_Work task_
Every line from the beginning of the data through the line containing "and a slightly" should be reproduced exactly, and no further lines should be output.

_Dataset entries_
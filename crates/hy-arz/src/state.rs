//! Traffic states.
//!
//! [`Q`] is the conserved pair `(ρ, y)` stored in every cell.  [`FullQ`]
//! additionally carries the derived equilibrium velocity and actual velocity
//! so the Riemann solver does not recompute them per case.
//!
//! Valid states satisfy `ρ ∈ [0, 1]`, `y ≤ 0` and, for full states,
//! `0 ≤ u ≤ u_eq ≤ u_max`.

use std::ops::{Add, AddAssign, Mul, Neg, Sub, SubAssign};

use serde::{Deserialize, Serialize};

use crate::{EPSILON, Equilibrium};

// ── Q ────────────────────────────────────────────────────────────────────────

/// Conserved state: density `rho` and relative flow `y`.
///
/// Also used for wave jumps and flux fluctuations, which are differences of
/// states and need not lie in the valid domain.
#[derive(Clone, Copy, Debug, Default, PartialEq, Serialize, Deserialize)]
pub struct Q {
    pub rho: f64,
    pub y:   f64,
}

impl Q {
    pub const ZERO: Q = Q { rho: 0.0, y: 0.0 };

    #[inline]
    pub const fn new(rho: f64, y: f64) -> Self {
        Self { rho, y }
    }

    /// Build from density and velocity, keeping `y ≤ 0`.
    #[inline]
    pub fn from_rho_u(rho: f64, u: f64, eq: &Equilibrium) -> Self {
        Self { rho, y: eq.y(rho, u).min(0.0) }
    }

    /// Clamp into the valid domain.
    ///
    /// Near-vacuum collapses to exact vacuum, near-jam is capped at
    /// `1 − EPSILON`, and a slightly positive `y` is zeroed.  Idempotent.
    #[inline]
    pub fn fix(&mut self) {
        if self.rho <= EPSILON {
            self.rho = 0.0;
            self.y = 0.0;
        } else if self.rho > 1.0 - EPSILON {
            self.rho = 1.0 - EPSILON;
        }
        if self.y > -EPSILON {
            self.y = 0.0;
        }
        debug_assert!(self.check(), "fix produced invalid state {self:?}");
    }

    /// `fix` by value.
    #[inline]
    pub fn fixed(mut self) -> Self {
        self.fix();
        self
    }

    /// True when the state is finite and inside the valid domain.
    #[inline]
    pub fn check(&self) -> bool {
        self.rho.is_finite()
            && (0.0..=1.0).contains(&self.rho)
            && self.y.is_finite()
            && self.y <= 0.0
    }

    #[inline]
    pub fn is_finite(&self) -> bool {
        self.rho.is_finite() && self.y.is_finite()
    }
}

impl Add for Q {
    type Output = Q;
    #[inline]
    fn add(self, o: Q) -> Q {
        Q::new(self.rho + o.rho, self.y + o.y)
    }
}

impl Sub for Q {
    type Output = Q;
    #[inline]
    fn sub(self, o: Q) -> Q {
        Q::new(self.rho - o.rho, self.y - o.y)
    }
}

impl Neg for Q {
    type Output = Q;
    #[inline]
    fn neg(self) -> Q {
        Q::new(-self.rho, -self.y)
    }
}

impl Mul<f64> for Q {
    type Output = Q;
    #[inline]
    fn mul(self, s: f64) -> Q {
        Q::new(self.rho * s, self.y * s)
    }
}

impl AddAssign for Q {
    #[inline]
    fn add_assign(&mut self, o: Q) {
        self.rho += o.rho;
        self.y += o.y;
    }
}

impl SubAssign for Q {
    #[inline]
    fn sub_assign(&mut self, o: Q) {
        self.rho -= o.rho;
        self.y -= o.y;
    }
}

// ── FullQ ─────────────────────────────────────────────────────────────────────

/// Conserved state plus its equilibrium velocity and velocity.
#[derive(Clone, Copy, Debug, Default, PartialEq)]
pub struct FullQ {
    pub rho:  f64,
    pub y:    f64,
    pub u_eq: f64,
    pub u:    f64,
}

impl FullQ {
    /// Derive the velocities of a conserved state.
    #[inline]
    pub fn from_q(q: Q, eq: &Equilibrium) -> Self {
        let u_eq = eq.u_eq(q.rho);
        let u = if q.rho <= f64::EPSILON {
            eq.u_max
        } else {
            (q.y / q.rho + u_eq).max(0.0)
        };
        let full = Self { rho: q.rho, y: q.y, u_eq, u };
        debug_assert!(full.check(), "invalid full state {full:?} from {q:?}");
        full
    }

    /// State of density `rho` moving at `u`, with `u` capped at `u_eq(rho)`.
    #[inline]
    pub fn from_rho_u(rho: f64, u: f64, eq: &Equilibrium) -> Self {
        let u_eq = eq.u_eq(rho);
        let u = u.min(u_eq);
        Self { rho, y: rho * (u - u_eq), u_eq, u }
    }

    /// Empty road: zero density moving at the speed limit.
    #[inline]
    pub fn vacuum(eq: &Equilibrium) -> Self {
        Self { rho: 0.0, y: 0.0, u_eq: eq.u_max, u: eq.u_max }
    }

    #[inline]
    pub fn q(&self) -> Q {
        Q::new(self.rho, self.y)
    }

    /// `(ρu, yu)`.
    #[inline]
    pub fn flux(&self) -> Q {
        Q::new(self.rho * self.u, self.y * self.u)
    }

    /// Density flux `ρu`.
    #[inline]
    pub fn flux_0(&self) -> f64 {
        self.rho * self.u
    }

    /// Acoustic (genuinely nonlinear) characteristic speed `u + ρ u_eq′(ρ)`.
    #[inline]
    pub fn lambda_0(&self, eq: &Equilibrium) -> f64 {
        self.u + self.rho * eq.u_eq_prime(self.rho)
    }

    /// Contact characteristic speed; the car velocity itself.
    #[inline]
    pub fn lambda_1(&self) -> f64 {
        self.u
    }

    /// `u − u_eq`, which is invariant along an acoustic wave.
    #[inline]
    pub fn relative_velocity(&self) -> f64 {
        self.u - self.u_eq
    }

    pub fn check(&self) -> bool {
        self.q().check()
            && self.u.is_finite()
            && self.u >= 0.0
            && self.u_eq.is_finite()
            && self.u_eq >= 0.0
    }
}

impl Sub for FullQ {
    type Output = Q;
    /// Jump in conserved variables between two full states.
    #[inline]
    fn sub(self, o: FullQ) -> Q {
        self.q() - o.q()
    }
}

_Exercise answer_
filename crates/hy-arz/src/state.rs
//! Traffic states.
//!
//! [`Q`] is the conserved pair `(ρ, y)` stored in every cell.  [`FullQ`]
//! additionally carries the derived equilibrium velocity and actual velocity
//! so the Riemann solver does not recompute them per case.
//!
//! Valid states satisfy `ρ ∈ [0, 1]`, `y ≤ 0` and, for full states,
//! `0 ≤ u ≤ u_eq ≤ u_max`.

use std::ops::{Add, AddAssign, Mul, Neg, Sub, SubAssign};

use serde::{Deserialize, Serialize};

use crate::{EPSILON, Equilibrium};

// ── Q ────────────────────────────────────────────────────────────────────────

/// Conserved state: density `rho` and relative flow `y`.
///
/// Also used for wave jumps and flux fluctuations, which are differences of
/// states and need not lie in the valid domain.
#[derive(Clone, Copy, Debug, Default, PartialEq, Serialize, Deserialize)]
pub struct Q {
    pub rho: f64,
    pub y:   f64,
}

impl Q {
    pub const ZERO: Q = Q { rho: 0.0, y: 0.0 };

    #[inline]
    pub const fn new(rho: f64, y: f64) -> Self {
        Self { rho, y }
    }

    /// Build from density and velocity, keeping `y ≤ 0`.
    #[inline]
    pub fn from_rho_u(rho: f64, u: f64, eq: &Equilibrium) -> Self {
        Self { rho, y: eq.y(rho, u).min(0.0) }
    }

    /// Clamp into the valid domain.
    ///
    /// Near-vacuum collapses to exact vacuum, near-jam is capped at
    /// `1 − EPSILON`, and a slightly positive `y` is zeroed.  Idempotent.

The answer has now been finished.